The saga over a former warehouse which has been used for housing without permission for more than two years has taken another twist after planning chiefs refused plans to make it legitimate.

Tenants have been living in the premises at 51 to 53 Wolverhampton Street, Willenhall, which is now a house of multiple occupation, since at least 2015.

Last year Walsall Council took enforcement action against the owner Jim Haliburton effectively evicting the residents, but the move was put on hold after he formally submitted an application to ‘change the use’ of the building retrospectively.

Now the authority’s planning committee has refused the proposal and is considering enforcement action once again, meaning residents face fresh eviction fears.

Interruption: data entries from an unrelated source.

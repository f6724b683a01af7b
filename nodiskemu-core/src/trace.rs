//! Hex dump formatting
//!
//! One dump line covers 16 bytes:
//!
//! ```text
//! 0010| 48 65 6C 6C 6F 0D 0A                         |Hello..         |
//! ```
//!
//! - offset as four uppercase hex digits, then `|` and a space
//! - 16 hex columns, each followed by a space (blank past the data)
//! - `|`, 16 ASCII columns (`.` for non-printable, blank past the data), `|`
//! - CRLF

use heapless::Vec;

/// Bytes shown per dump line
pub const BYTES_PER_LINE: usize = 16;

/// Length of one formatted line including CRLF
pub const TRACE_LINE_LEN: usize = 4 + 2 + BYTES_PER_LINE * 3 + 1 + BYTES_PER_LINE + 1 + 2;

const HEX_DIGITS: &[u8; 16] = b"0123456789ABCDEF";

/// Two uppercase hex digits for `value`, high nibble first
pub const fn hex_digits(value: u8) -> [u8; 2] {
    [
        HEX_DIGITS[(value >> 4) as usize],
        HEX_DIGITS[(value & 0x0F) as usize],
    ]
}

/// `byte` if it is printable ASCII, `.` otherwise
pub const fn printable(byte: u8) -> u8 {
    if byte < 0x20 || byte > 0x7E {
        b'.'
    } else {
        byte
    }
}

/// Format one dump line for up to 16 bytes starting at `offset`
///
/// Bytes beyond the first 16 of `chunk` are ignored.
pub fn format_trace_line(offset: u16, chunk: &[u8]) -> Vec<u8, TRACE_LINE_LEN> {
    let chunk = &chunk[..chunk.len().min(BYTES_PER_LINE)];
    let mut line = Vec::new();

    // Capacity is exact, so none of these pushes can fail
    let mut put = |byte: u8| {
        let _ = line.push(byte);
    };

    let [hi, lo] = offset.to_be_bytes();
    for digit in hex_digits(hi).into_iter().chain(hex_digits(lo)) {
        put(digit);
    }
    put(b'|');
    put(b' ');

    for column in 0..BYTES_PER_LINE {
        match chunk.get(column) {
            Some(&byte) => {
                let [h, l] = hex_digits(byte);
                put(h);
                put(l);
            }
            None => {
                put(b' ');
                put(b' ');
            }
        }
        put(b' ');
    }

    put(b'|');
    for column in 0..BYTES_PER_LINE {
        put(chunk.get(column).map_or(b' ', |&byte| printable(byte)));
    }
    put(b'|');
    put(b'\r');
    put(b'\n');

    line
}

/// Iterate over the dump lines for `buffer[start..start + len]`
///
/// `len` is clamped to the bytes available after `start`. Offsets are
/// labelled from `start` and wrap at 16 bits.
pub fn trace_lines(
    buffer: &[u8],
    start: u16,
    len: u16,
) -> impl Iterator<Item = Vec<u8, TRACE_LINE_LEN>> + '_ {
    let begin = (start as usize).min(buffer.len());
    let end = begin.saturating_add(len as usize).min(buffer.len());
    buffer[begin..end]
        .chunks(BYTES_PER_LINE)
        .enumerate()
        .map(move |(index, chunk)| {
            let offset = start.wrapping_add((index * BYTES_PER_LINE) as u16);
            format_trace_line(offset, chunk)
        })
}
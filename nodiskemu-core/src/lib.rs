//! Board-agnostic serial console logic for NODISKEMU firmware
//!
//! This crate contains everything above the UART registers:
//!
//! - [`ring::RingBuffer`] - power-of-two byte FIFO
//! - [`serial::Serial`] - transmit and receive queues plus the interrupt
//!   entry points that drain and fill them
//! - [`console::Console`] - character output (CRLF, hex, hex dumps)
//! - [`trace`] - hex dump line formatting
//! - [`config`] - default buffer sizes and UART settings

#![no_std]
#![deny(unsafe_code)]

pub mod config;
pub mod console;
pub mod error;
pub mod ring;
pub mod serial;
pub mod trace;

pub use console::Console;
pub use error::SerialError;
pub use ring::RingBuffer;
pub use serial::Serial;
//! Controller timing constants
//!
//! All waits go through an `embedded_hal::delay::DelayNs` provider. The
//! 46 us data delay covers the 37 us execution time of every instruction
//! except clear and home.

/// Wait after power-on before the first command
pub const POWER_ON_DELAY_MS: u32 = 15;

/// Waits after each of the three wake-up pulses
pub const WAKE_DELAYS_MS: [u32; 3] = [5, 1, 1];

/// Wait after switching to the 4-bit bus
pub const FOUR_BIT_DELAY_MS: u32 = 5;

/// Enable (E) high time per strobe
pub const ENABLE_PULSE_US: u32 = 20;

/// Wait after each nibble transfer
pub const DATA_DELAY_US: u32 = 46;

/// Settle time after [`super::command::CLEAR`]
pub const CLEAR_DELAY_MS: u32 = 1000;

/// Settle time after [`super::command::HOME`]
///
/// Same number as the clear delay but in microseconds. HD44780 sheets
/// list about 1.52 ms for a home; check the fitted module's datasheet
/// before changing it.
pub const HOME_DELAY_US: u32 = 1000;
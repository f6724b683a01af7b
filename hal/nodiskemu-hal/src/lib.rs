//! NODISKEMU Hardware Abstraction Layer
//!
//! This crate defines the register contracts the peripheral drivers rely on.
//! A board support package implements them on top of the real registers;
//! tests implement them with recording mocks.
//!
//! # Architecture
//!
//! ```text
//! ┌─────────────────────────────────────────┐
//! │  Firmware (board support, ISR vectors)  │
//! └─────────────────────────────────────────┘
//!           │                     │
//!           ▼                     ▼
//! ┌───────────────────┐   ┌───────────────────┐
//! │  nodiskemu-core   │   │ nodiskemu-drivers │
//! │ (serial, console) │   │  (lcd, encoder)   │
//! └───────────────────┘   └───────────────────┘
//!           │                     │
//!           └──────────┬──────────┘
//!                      ▼
//! ┌─────────────────────────────────────────┐
//! │  nodiskemu-hal (this crate - traits)    │
//! └─────────────────────────────────────────┘
//! ```
//!
//! # Traits
//!
//! - [`gpio::OutputPin`], [`gpio::InputPin`] - Digital I/O
//! - [`gpio::NibbleBus`] - 4-bit parallel data bus
//! - [`uart::UartPort`] - UART register contract
//! - [`uart::UartTx`], [`uart::UartRx`] - Byte streams built on top of it

#![no_std]
#![deny(unsafe_code)]

pub mod gpio;
pub mod uart;

// Re-export key traits at crate root for convenience
pub use gpio::{InputPin, NibbleBus, OutputPin};
pub use uart::{UartConfig, UartPort, UartRx, UartTx};
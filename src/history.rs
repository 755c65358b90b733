//! Undo/redo history: compressed before/after patches per edit, bounded
//! double stack.

use image::{RgbaImage, imageops};
use std::collections::VecDeque;

use crate::canvas::Bounds;
use crate::codec::{self, CodecError};

/// Depth of the undo log. The oldest entry is evicted when a new edit would
/// exceed it.
pub const MAX_HISTORY: usize = 50;

// ============================================================================
// EDIT COMMAND — one reversible edit against one layer
// ============================================================================

/// Immutable record of a single edit: which layer, which region, and the
/// compressed pixels of that region before and after.
///
/// Construction crops both full-layer rasters down to `bounds`, so the
/// stored cost is proportional to the edited region, not the canvas — a
/// small brush stroke on a large image stays cheap even hundreds of strokes
/// deep.
pub struct EditCommand {
    layer_index: usize,
    description: String,
    bounds: Bounds,
    before: Vec<u8>,
    after: Vec<u8>,
}

impl EditCommand {
    /// `bounds` restricts the captured region; `None` (or a degenerate
    /// rectangle) captures the full raster extent. The rectangle is clamped
    /// to the raster.
    pub fn new(
        layer_index: usize,
        description: String,
        before: &RgbaImage,
        after: &RgbaImage,
        bounds: Option<Bounds>,
    ) -> Result<Self, CodecError> {
        let (w, h) = before.dimensions();
        let bounds = bounds
            .map(|b| b.clamp_to(w, h))
            .filter(|b| !b.is_empty())
            .unwrap_or_else(|| Bounds::full(w, h));

        let before_patch = imageops::crop_imm(before, bounds.x, bounds.y, bounds.w, bounds.h).to_image();
        let after_patch = imageops::crop_imm(after, bounds.x, bounds.y, bounds.w, bounds.h).to_image();

        Ok(Self {
            layer_index,
            description,
            bounds,
            before: codec::encode_patch(&before_patch)?,
            after: codec::encode_patch(&after_patch)?,
        })
    }

    pub fn layer_index(&self) -> usize {
        self.layer_index
    }

    pub fn description(&self) -> &str {
        &self.description
    }

    pub fn bounds(&self) -> Bounds {
        self.bounds
    }

    /// Compressed footprint of this entry in bytes.
    pub fn memory_size(&self) -> usize {
        self.before.len() + self.after.len() + self.description.len()
    }

    /// Paste the "before" patch into a copy of `target`, returning the
    /// restored raster. Pixels outside [`Self::bounds`] are untouched.
    /// Replays a fixed patch, so applying it twice gives the same result.
    pub fn apply_undo(&self, target: &RgbaImage) -> Result<RgbaImage, CodecError> {
        self.apply(target, &self.before)
    }

    /// Symmetric to [`Self::apply_undo`], using the "after" patch.
    pub fn apply_redo(&self, target: &RgbaImage) -> Result<RgbaImage, CodecError> {
        self.apply(target, &self.after)
    }

    fn apply(&self, target: &RgbaImage, patch_bytes: &[u8]) -> Result<RgbaImage, CodecError> {
        let patch = codec::decode_patch(patch_bytes)?;
        let mut out = target.clone();
        imageops::replace(&mut out, &patch, self.bounds.x as i64, self.bounds.y as i64);
        Ok(out)
    }

    #[cfg(test)]
    fn corrupt_for_test(&mut self) {
        self.before = vec![0xde, 0xad];
        self.after = vec![0xbe, 0xef];
    }
}

// ============================================================================
// HISTORY MANAGER — bounded undo/redo stacks
// ============================================================================

/// Undo/redo stacks of [`EditCommand`]s.
///
/// The manager never touches a layer itself: `undo`/`redo` hand back a
/// patched copy of the raster they are given, and the caller decides whether
/// to commit it. A failed patch decode leaves both stacks exactly as they
/// were.
pub struct HistoryManager {
    undo_stack: VecDeque<EditCommand>,
    redo_stack: VecDeque<EditCommand>,
    max_history: usize,
}

impl Default for HistoryManager {
    fn default() -> Self {
        Self::new(MAX_HISTORY)
    }
}

impl HistoryManager {
    pub fn new(max_history: usize) -> Self {
        Self {
            undo_stack: VecDeque::new(),
            redo_stack: VecDeque::new(),
            max_history,
        }
    }

    /// Record a freshly-applied edit. Clears the redo stack — a new edit
    /// invalidates any undone branch — and evicts the oldest entry beyond
    /// the capacity. The caller has already mutated the layer; this only
    /// touches the logs.
    pub fn execute(&mut self, command: EditCommand) {
        self.redo_stack.clear();
        self.undo_stack.push_back(command);
        while self.undo_stack.len() > self.max_history {
            self.undo_stack.pop_front();
        }
    }

    /// Revert the most recent edit. `current` must be the present raster of
    /// the layer reported by [`Self::next_undo_layer`]; the caller writes
    /// the returned raster back and re-composites. Returns `Ok(None)` when
    /// there is nothing to undo.
    pub fn undo(&mut self, current: &RgbaImage) -> Result<Option<RgbaImage>, CodecError> {
        // Decode before rotating the stacks so a corrupt patch leaves them
        // untouched.
        let restored = match self.undo_stack.back() {
            Some(command) => command.apply_undo(current)?,
            None => return Ok(None),
        };
        if let Some(command) = self.undo_stack.pop_back() {
            self.redo_stack.push_back(command);
        }
        Ok(Some(restored))
    }

    /// Re-apply the most recently undone edit. Mirror image of
    /// [`Self::undo`].
    pub fn redo(&mut self, current: &RgbaImage) -> Result<Option<RgbaImage>, CodecError> {
        let restored = match self.redo_stack.back() {
            Some(command) => command.apply_redo(current)?,
            None => return Ok(None),
        };
        if let Some(command) = self.redo_stack.pop_back() {
            self.undo_stack.push_back(command);
        }
        Ok(Some(restored))
    }

    /// Layer the next `undo` will target, if any.
    pub fn next_undo_layer(&self) -> Option<usize> {
        self.undo_stack.back().map(|c| c.layer_index())
    }

    /// Layer the next `redo` will target, if any.
    pub fn next_redo_layer(&self) -> Option<usize> {
        self.redo_stack.back().map(|c| c.layer_index())
    }

    pub fn can_undo(&self) -> bool {
        !self.undo_stack.is_empty()
    }

    pub fn can_redo(&self) -> bool {
        !self.redo_stack.is_empty()
    }

    pub fn undo_description(&self) -> Option<&str> {
        self.undo_stack.back().map(|c| c.description())
    }

    pub fn redo_description(&self) -> Option<&str> {
        self.redo_stack.back().map(|c| c.description())
    }

    /// All undoable entry labels, most recent first.
    pub fn undo_history(&self) -> Vec<&str> {
        self.undo_stack.iter().rev().map(|c| c.description()).collect()
    }

    pub fn undo_count(&self) -> usize {
        self.undo_stack.len()
    }

    pub fn redo_count(&self) -> usize {
        self.redo_stack.len()
    }

    /// Compressed footprint of both stacks in bytes (walks the entries).
    pub fn memory_usage(&self) -> usize {
        self.undo_stack
            .iter()
            .chain(self.redo_stack.iter())
            .map(|c| c.memory_size())
            .sum()
    }

    /// Empty both stacks (new document / document close).
    pub fn clear(&mut self) {
        self.undo_stack.clear();
        self.redo_stack.clear();
    }
}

However it may not be the end of the lengthy dispute if Mr Haliburton contests the latest decision.

A council spokeswoman said: “This application was refused for lack of shared parking, limited bin storage and poor outlook for residents all impacting detrimentally on amenity.

“The planning file will now be passed to the Planning Enforcement team who will commence work on taking action to cease the use of the building as a HMO.

“This action though will need to be placed on hold if the applicants appeal to the Planning Inspectorate in Bristol in an effort to overturn the decision to refuse planning permission. If the appeal is dismissed, officers will press ahead with enforcement action.”

Earlier this month Mr Haliburton appealed the council’s decision to turn down planning permission for another of his properties in Butts Road, Walsall, in a very similar dispute.